The following are general context rules for the reading order and alignment of text:

  • If the first strong character is LTR, reading order is left to right and text is left aligned.
  • If the first strong character is RTL, reading order is right to left and text is right aligned.
  • If only neutral characters are used, the reading order and the alignment follows the paragraph direction (can be left to right, or right to left) until the first strong character is reached.

Explicit formatting characters

You can use pairs of the following characters to specify the directionality of text within a longer text fragment.

  • U+202A: LEFT-TO-RIGHT EMBEDDING (LRE)
  • U+202B: RIGHT-TO-LEFT EMBEDDING (RLE)
  • U+202D: LEFT-TO-RIGHT OVERRIDE (LRO)
  • U+202E: RIGHT-TO-LEFT OVERRIDE (RLO)
  • U+202C: POP DIRECTIONAL FORMATTING (PDF)
  • U+2066: LEFT-TO-RIGHT ISOLATE (LRI)
  • U+2067: RIGHT-TO-LEFT ISOLATE (RLI)
  • U+2068: FIRST-STRONG ISOLATE (FSI)
  • U+2069: POP DIRECTIONAL ISOLATE (PDI)
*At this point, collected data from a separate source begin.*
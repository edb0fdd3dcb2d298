// Typed resource clients
// Each module issues its requests through `ApiClient` and never touches tokens

pub mod auth;
pub mod cars;
pub mod fuel;
pub mod inspections;
pub mod insurances;
pub mod reports;
pub mod users;

/// Path of a single resource: `collection/{id}/`
pub(crate) fn detail_path(collection: &str, id: crate::models::Id) -> String {
    format!("{}/{}/", collection.trim_end_matches('/'), id)
}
See Unicode’s description of how to use these directional formatting characters.

In addition, the following characters are categorized as strong in that they act as the respective right-to-left or left-to-right characters. They can be used to specify how the algorithm should treat the subsequent weak or neutral characters:

  • U+061C: ARABIC LETTER MARK (ALM)
  • U+200E: LEFT-TO-RIGHT MARK (LRM)
  • U+200F: RIGHT-TO-LEFT MARK (RLM)

Let’s consider the previous example of:

one two ثلاثة 4 خمسة

If we insert a LRM before the number “4” and a RLM after the number “4”, we get:

one two ثلاثة ‎4 ‏خمسة

We have indicated that “4” should be treated as a LTR run with a RTL either side of it.

Vertical text layout

In addition to the directional property for characters, Unicode also specifies a vertical orientation property. The vertical orientation property allows renderers to orient characters correctly when displayed in blocks of vertical lines. For example, Han ideographs, kana, and acronyms using Latin characters are displayed upright in vertical Japanese text. However, Latin characters that make up words and sentences can be rotated 90 degrees. In CSS, the effect can be achieved by using the text-orientation property in conjunction with the writing-mode property.

Implications for caret movement

Text rendering and text directionality have implications for caret movement. Latin script only requires forward and backward movement of the caret. However, vertical text layout requires the caret to rotate by 90 degrees then an upwards and downwards movement of the caret. Some scripts require the caret to move over groups of characters. For example, in Thai if the caret is positioned after a base consonant, vowel, and tone mark, the cursor should skip back over the combined glyph when the user types the left arrow.

An image showing how the cursor moves when using the left arrow key to move over a glyph using combining characters in Thai.

For bidirectional scripts, the direction of the caret movement might change depending on the direction of the text involved. For example, when using the arrow keys to move from right to left through Latin and then Hebrew text in the same sentence, the insertion point moves in a left-to-right manner through the Latin text and then continues at the rightmost character in the Hebrew text and progresses in a right-to-left manner.

An image showing how the cursor moves through Latin and Hebrew characters when using the right arrow key.